Remember always that we all will die. And it’s unlikely that The Struggle will kill us. If we approach it the right way it will make us stronger. Here are a few examples from my first company, Feld Technologies (1987 – 1993).

Hyperion: While Feld Technologies was a software consulting company, the companies that installed the networks that our software ran on (mostly PC-based Novell Networks) were so shitty that we set up our own small network installation group. Some of our clients wanted to buy everything from us so we also sold them the hardware. We made about 20% margin on the hardware so this was worthwhile, especially since we were able to bill by the hour for all the time we spent on this stuff. People liked working with us – all of our new business either was “random” or “word of mouth.” We ended up working for a bunch of Boston-based VC firms and several of them referred us to their biotech investments. In the early 1990’s, biotech was white hot – these companies raised tons of money and spent it on crazy wet lab facilities, which included lots and lots of hardware. I can’t remember much about Hyperion other than they were out on 495 somewhere (it was a long drive) and they bought a bunch of hardware from us. They paid intermittently and one day we realized they owed us around $75,000 and hadn’t paid us in over 60 days. For another 30 days I called and kept getting promised checks, which never came. I vividly remember The Struggle – I was lying in bed with Amy in our apartment at 15 Sleeper Street (Apt 304 in case you were curious). It was the middle of the night and I couldn’t sleep. Amy could feel the wheels turning in my brain and asked me what was wrong. I told her I was worried Feld Technologies wasn’t going to make payroll because Hyperion owed us $75,000. I then went in the bathroom and threw up. It’s important to realize that it wasn’t that we were out $75,000, but the hardware had cost us 80% of this and we’d already paid our hardware vendor so we were really out over $125,000. We were a $1.5m-ish self-funded business at the time so this was a devastatingly large amount of money for us. After a sleepless night, on a totally empty stomach, I got in my car and drove out to Hyperion. They were still there (thankfully) – I then sat in the lobby until the CFO would meet with me, and I stayed in his office until he brought me a check for whatever they owed us. They went out of business a few months later.
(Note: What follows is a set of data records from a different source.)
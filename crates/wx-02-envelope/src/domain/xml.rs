//! # XML Tree
//!
//! The platform's payloads are flat-ish XML documents: one root element whose
//! children hold either text (often CDATA) or further elements. This module
//! turns such a document into nested field maps.

use crate::domain::errors::EnvelopeError;
use crate::domain::message::XmlValue;
use quick_xml::events::Event;
use quick_xml::Reader;
use std::collections::BTreeMap;

/// One open element while walking the document.
struct Frame {
    name: String,
    text: String,
    children: BTreeMap<String, XmlValue>,
}

impl Frame {
    fn new(name: String) -> Self {
        Self {
            name,
            text: String::new(),
            children: BTreeMap::new(),
        }
    }

    fn into_value(self) -> (String, XmlValue) {
        let value = if self.children.is_empty() {
            XmlValue::Text(self.text)
        } else {
            XmlValue::Node(self.children)
        };
        (self.name, value)
    }
}

/// Insert `value` under `name`, turning repeated names into a list.
fn insert_child(children: &mut BTreeMap<String, XmlValue>, name: String, value: XmlValue) {
    match children.remove(&name) {
        None => {
            children.insert(name, value);
        }
        Some(XmlValue::List(mut items)) => {
            items.push(value);
            children.insert(name, XmlValue::List(items));
        }
        Some(existing) => {
            children.insert(name, XmlValue::List(vec![existing, value]));
        }
    }
}

fn element_name(raw: &[u8]) -> Result<String, EnvelopeError> {
    std::str::from_utf8(raw)
        .map(str::to_string)
        .map_err(|e| EnvelopeError::Parse(format!("element name is not UTF-8: {}", e)))
}

/// Parse `xml` and return the root element's name and children.
///
/// # Errors
///
/// Returns `EnvelopeError::Parse` for malformed XML, an empty document,
/// or more than one root element.
pub fn parse_document(xml: &str) -> Result<(String, BTreeMap<String, XmlValue>), EnvelopeError> {
    let mut reader = Reader::from_str(xml);
    reader.config_mut().trim_text(true);

    let mut stack: Vec<Frame> = Vec::new();
    let mut root: Option<(String, BTreeMap<String, XmlValue>)> = None;

    loop {
        let event = reader.read_event().map_err(|e| {
            EnvelopeError::Parse(format!(
                "malformed XML at byte {}: {}",
                reader.buffer_position(),
                e
            ))
        })?;

        match event {
            Event::Start(start) => {
                if root.is_some() {
                    return Err(EnvelopeError::Parse("multiple root elements".into()));
                }
                stack.push(Frame::new(element_name(start.name().as_ref())?));
            }
            Event::Empty(empty) => {
                let name = element_name(empty.name().as_ref())?;
                match stack.last_mut() {
                    Some(parent) => {
                        insert_child(&mut parent.children, name, XmlValue::Text(String::new()))
                    }
                    None if root.is_none() => root = Some((name, BTreeMap::new())),
                    None => return Err(EnvelopeError::Parse("multiple root elements".into())),
                }
            }
            Event::Text(text) => {
                if let Some(frame) = stack.last_mut() {
                    let unescaped = text
                        .unescape()
                        .map_err(|e| EnvelopeError::Parse(format!("bad text content: {}", e)))?;
                    frame.text.push_str(&unescaped);
                }
            }
            Event::CData(cdata) => {
                if let Some(frame) = stack.last_mut() {
                    let content = String::from_utf8(cdata.into_inner().into_owned())
                        .map_err(|e| EnvelopeError::Parse(format!("CDATA is not UTF-8: {}", e)))?;
                    frame.text.push_str(&content);
                }
            }
            Event::End(_) => {
                let frame = stack
                    .pop()
                    .ok_or_else(|| EnvelopeError::Parse("unbalanced end tag".into()))?;
                let (name, value) = frame.into_value();
                match stack.last_mut() {
                    Some(parent) => insert_child(&mut parent.children, name, value),
                    None => {
                        let children = match value {
                            XmlValue::Node(children) => children,
                            _ => BTreeMap::new(),
                        };
                        root = Some((name, children));
                    }
                }
            }
            Event::Eof => break,
            // Declarations, comments, processing instructions, doctype.
            _ => {}
        }
    }

    if !stack.is_empty() {
        return Err(EnvelopeError::Parse("unexpected end of document".into()));
    }
    root.ok_or_else(|| EnvelopeError::Parse("empty document".into()))
}

/// Wrap `text` in a CDATA section.
///
/// A literal `]]>` is split across two sections so it cannot close the
/// section early.
pub fn cdata(text: &str) -> String {
    format!("<![CDATA[{}]]>", text.replace("]]>", "]]]]><![CDATA[>"))
}
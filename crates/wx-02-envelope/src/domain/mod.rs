//! # Domain Layer
//!
//! XML handling, payload framing and reply templates. No I/O.

pub mod errors;
pub mod frame;
pub mod message;
pub mod reply;
pub mod xml;
//! # Signature Errors

use shared_types::ConfigurationError;
use thiserror::Error;

/// Reasons a webhook call is not accepted.
///
/// Messages deliberately carry no detail about which part failed.
#[derive(Debug, Clone, Error, PartialEq, Eq)]
pub enum SignatureError {
    /// A required query parameter is missing
    #[error("missing query parameter: {0}")]
    MissingParameter(&'static str),

    /// The signature does not match
    #[error("signature verification failed")]
    Mismatch,

    /// Request encryption mode disagrees with configuration
    #[error(transparent)]
    ModeMismatch(#[from] ConfigurationError),
}

impl SignatureError {
    /// True for deployment misconfiguration rather than a foreign request
    pub fn is_configuration(&self) -> bool {
        matches!(self, Self::ModeMismatch(_))
    }
}
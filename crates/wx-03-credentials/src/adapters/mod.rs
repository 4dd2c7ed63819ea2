//! Adapters for the credential cache's outbound ports.

pub mod http_issuer;
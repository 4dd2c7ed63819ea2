//! Management call errors.

use thiserror::Error;
use wx_03_credentials::RefreshError;

/// Failure of an outbound management call.
#[derive(Debug, Error)]
pub enum ManagementError {
    /// No access token could be obtained
    #[error("credential refresh failed: {0}")]
    Refresh(#[from] RefreshError),

    /// Platform answered with a non-zero error code
    #[error("platform error {code}: {message}")]
    Upstream { code: i64, message: String },

    /// Request failed before a usable response arrived
    #[error("transport error: {0}")]
    Transport(String),

    /// Media type outside image/voice/video/thumb
    #[error("unsupported media type '{0}', expected one of image, voice, video, thumb")]
    UnsupportedMediaType(String),

    /// Local file could not be read
    #[error("i/o error: {0}")]
    Io(#[from] std::io::Error),

    /// Response body is not the expected shape
    #[error("malformed response: {0}")]
    Malformed(String),
}

impl ManagementError {
    /// Platform error code, if the platform rejected the call.
    pub fn upstream_code(&self) -> Option<i64> {
        match self {
            ManagementError::Upstream { code, .. } => Some(*code),
            _ => None,
        }
    }
}
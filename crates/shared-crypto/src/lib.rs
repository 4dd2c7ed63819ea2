//! # Shared Crypto - Gateway Cryptographic Primitives
//!
//! ## Components
//!
//! | Module | Algorithm | Use Case |
//! |--------|-----------|----------|
//! | `hashing` | SHA-1 over sorted parts | Webhook and envelope signatures |
//! | `symmetric` | AES-256-CBC, PKCS#7 (32-byte blocks) | Safe-mode payloads |
//! | `compare` | Constant-time equality | Signature comparison |
//!
//! ## Security Properties
//!
//! - The signature scheme is the platform's: an unkeyed SHA-1 digest over the
//!   lexicographically sorted parts. It is reproduced as-is for compatibility.
//! - The AES key is derived from the 43-character EncodingAESKey; the IV is
//!   the first 16 bytes of the key, as the platform mandates.

#![warn(missing_docs)]
#![warn(clippy::all)]

pub mod compare;
pub mod errors;
pub mod hashing;
pub mod symmetric;

// Re-exports
pub use compare::constant_time_compare;
pub use errors::CryptoError;
pub use hashing::{sha1_hex, sorted_digest};
pub use symmetric::{decrypt, encrypt, SecretKey, PKCS7_BLOCK_SIZE};

/// Crate version
pub const VERSION: &str = env!("CARGO_PKG_VERSION");
//! # Shared Types Crate
//!
//! Types shared by every gateway subsystem:
//!
//! - [`AccountConfig`]: the immutable per-account configuration (app id,
//!   app secret, shared token, safe-mode switch, EncodingAESKey).
//! - [`ConfigurationError`]: fatal, operator-facing misconfiguration.
//! - [`CredentialKind`]: the two short-lived credentials held for an account.

pub mod account;
pub mod errors;

pub use account::{AccountConfig, CredentialKind, ENCODING_AES_KEY_LEN};
pub use errors::ConfigurationError;
//! Ports layer for the credential cache.

pub mod inbound;
pub mod outbound;
//! Domain types for the message gateway.

pub mod config;
pub mod context;
pub mod error;
//! The message pipeline, independent of the HTTP stack.
//!
//! ```text
//! authenticate:  mode consistency -> signature -> method branch
//!                GET  -> Echo(echostr)
//!                POST -> ReadBody
//!                else / mismatch -> PassThrough
//! process:       decrypt -> handler -> render reply -> encrypt
//! ```

use crate::domain::context::InboundRequestContext;
use crate::domain::error::{GatewayError, ProcessError};
use crate::ports::inbound::MessageHandler;
use crate::ports::outbound::TimeSource;
use axum::http::Method;
use shared_types::AccountConfig;
use std::sync::Arc;
use std::time::Duration;
use tracing::{debug, error, warn};
use wx_01_signature::{SignatureError, SignatureVerificationApi, SignatureVerifier, WebhookQuery};
use wx_02_envelope::{render_reply, EnvelopeCodecApi, EnvelopeError, SecureEnvelopeCodec};

/// Body sent when the handler has nothing to say.
pub const NO_REPLY_BODY: &str = "success";

/// What the HTTP layer should do with a request after authentication.
#[derive(Debug, Clone, PartialEq, Eq)]
pub enum Authentication {
    /// Not addressed to this gateway; hand to the next service untouched
    PassThrough,
    /// Verification handshake; answer with this string
    Echo(String),
    /// Authenticated message delivery; read the body and call `process`
    ReadBody,
}

/// Outcome of a processed message.
#[derive(Debug, Clone, PartialEq, Eq)]
pub enum GatewayReply {
    /// Reply envelope (XML, encrypted in safe mode)
    Xml(String),
    /// Handler chose not to reply
    NoReply,
}

/// Orchestrates verification, envelope codec and the application handler.
pub struct MessageGateway {
    verifier: SignatureVerifier,
    codec: SecureEnvelopeCodec,
    handler: Arc<dyn MessageHandler>,
    clock: Arc<dyn TimeSource>,
    handler_timeout: Duration,
}

impl MessageGateway {
    /// Build the pipeline for `account`.
    ///
    /// # Errors
    ///
    /// Returns `GatewayError::Config` if the safe-mode key is unusable.
    pub fn new(
        account: &AccountConfig,
        handler: Arc<dyn MessageHandler>,
        clock: Arc<dyn TimeSource>,
        handler_timeout: Duration,
    ) -> Result<Self, GatewayError> {
        Ok(Self {
            verifier: SignatureVerifier::new(account),
            codec: SecureEnvelopeCodec::new(account)?,
            handler,
            clock,
            handler_timeout,
        })
    }

    /// Decide how to treat a request from its method and query alone.
    pub fn authenticate(&self, method: &Method, query: &WebhookQuery) -> Authentication {
        if method != Method::GET && method != Method::POST {
            return Authentication::PassThrough;
        }

        // The verification handshake never carries encryption parameters,
        // even for safe-mode accounts.
        let result = if method == Method::GET && query.is_plaintext() {
            self.check_signature_only(query)
        } else {
            self.verifier.check_request(query)
        };

        match result {
            Ok(()) if method == Method::GET => {
                Authentication::Echo(query.echostr().unwrap_or_default().to_string())
            }
            Ok(()) => Authentication::ReadBody,
            Err(SignatureError::ModeMismatch(e)) => {
                error!(
                    error = %e,
                    safe_mode = self.verifier.safe_mode(),
                    "Webhook encryption mode does not match configuration"
                );
                Authentication::PassThrough
            }
            Err(e) => {
                debug!(error = %e, "Webhook request not authenticated");
                Authentication::PassThrough
            }
        }
    }

    fn check_signature_only(&self, query: &WebhookQuery) -> Result<(), SignatureError> {
        let signature = query
            .signature()
            .ok_or(SignatureError::MissingParameter("signature"))?;
        let timestamp = query
            .timestamp()
            .ok_or(SignatureError::MissingParameter("timestamp"))?;
        let nonce = query
            .nonce()
            .ok_or(SignatureError::MissingParameter("nonce"))?;

        if self.verifier.verify(timestamp, nonce, signature) {
            Ok(())
        } else {
            Err(SignatureError::Mismatch)
        }
    }

    /// Decode, dispatch and encode one authenticated POST.
    ///
    /// Steps run strictly in order; the handler only sees a fully decoded
    /// message and the reply is encoded only after the handler returns.
    pub async fn process(&self, ctx: &InboundRequestContext) -> Result<GatewayReply, ProcessError> {
        let timestamp = ctx.query.timestamp().unwrap_or_default();
        let nonce = ctx.query.nonce().unwrap_or_default();

        let body = ctx.raw_body.as_deref().unwrap_or_default();
        let body = std::str::from_utf8(body).map_err(|_| {
            ProcessError::Decode(EnvelopeError::Parse("body is not UTF-8".into()))
        })?;

        let message = self
            .codec
            .decrypt(ctx.query.msg_signature(), timestamp, nonce, body)
            .map_err(|e| {
                match &e {
                    EnvelopeError::Integrity => warn!("Envelope integrity check failed"),
                    other => warn!(error = %other, "Failed to decode message"),
                }
                ProcessError::Decode(e)
            })?;

        debug!(
            msg_type = message.msg_type().unwrap_or("unknown"),
            msg_id = message.msg_id().unwrap_or_default(),
            "Dispatching message"
        );

        let reply = match tokio::time::timeout(self.handler_timeout, self.handler.handle(&message))
            .await
        {
            Ok(Ok(reply)) => reply,
            Ok(Err(e)) => {
                error!(error = %e, "Message handler failed");
                return Err(ProcessError::Handler(e));
            }
            Err(_) => {
                error!(
                    timeout_ms = self.handler_timeout.as_millis() as u64,
                    "Message handler timed out"
                );
                return Err(ProcessError::HandlerTimeout);
            }
        };

        let Some(reply) = reply else {
            return Ok(GatewayReply::NoReply);
        };

        let xml = render_reply(&reply, &message, self.clock.now()).map_err(|e| {
            error!(error = %e, "Failed to render reply");
            ProcessError::Encode(e)
        })?;
        let sealed = self.codec.encrypt(&xml, timestamp, nonce).map_err(|e| {
            error!(error = %e, "Failed to encode reply");
            ProcessError::Encode(e)
        })?;

        Ok(GatewayReply::Xml(sealed))
    }
}

impl std::fmt::Debug for MessageGateway {
    fn fmt(&self, f: &mut std::fmt::Formatter<'_>) -> std::fmt::Result {
        f.debug_struct("MessageGateway")
            .field("codec", &self.codec)
            .field("handler_timeout", &self.handler_timeout)
            .finish_non_exhaustive()
    }
}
Avatar: My parter Dave Jilk and I were at a gas station filling up his red Ford Tempo with gas on our way to Avatar in Hopkinton. We knew it was going to be a terrible meeting and each of us was incredibly anxious. We were in the middle of The Struggle. We’d taken on our first Mac custom software project and were using an RDBMS called ACI 4D which was new to us. It was one of the two choices on the Mac at the time (the other was Blythe Omnis) – each had their own version of suckage especially when compared to the PC-based 4GL called Clarion that we used for most of our clients. We we’re really struggling with 4D – performance on the Mac was awful, the networking dynamics were weak (and the Mac networking software was terribly slow at the time), and our understanding of how to really tune it was non-existant. We had heard of some successful 4D implementations but they were hard to find out much about. We knew this was likely our final meeting where we’d get fired, even though that rarely happened in our world. We were meeting with Tom Bogan, the CEO, and a few other people on his team. We liked Tom a lot – he was a very direct and thoughtful CEO and we knew we were failing him. Over the preceding months, we had tried extremely hard and worked many unbillable hours trying to get things working, but just couldn’t. I don’t remember the ACI folks being very helpful and I remember a number of conversations with Dave about “the fucking Macintosh.” We were deep in The Struggle. Tom eventually fired us (I don’t remember if it was at that meeting or not). He and I lost touch over the years (I’m sure he was glad to be rid of us) until I had breakfast with him in Boulder in 1997 when he was first looking at investing in Rally Software. I started out the meal by saying “hi – sorry we did such a crummy job for you at Avatar” and he responded, graciously, with “that was a long time ago, wasn’t it.”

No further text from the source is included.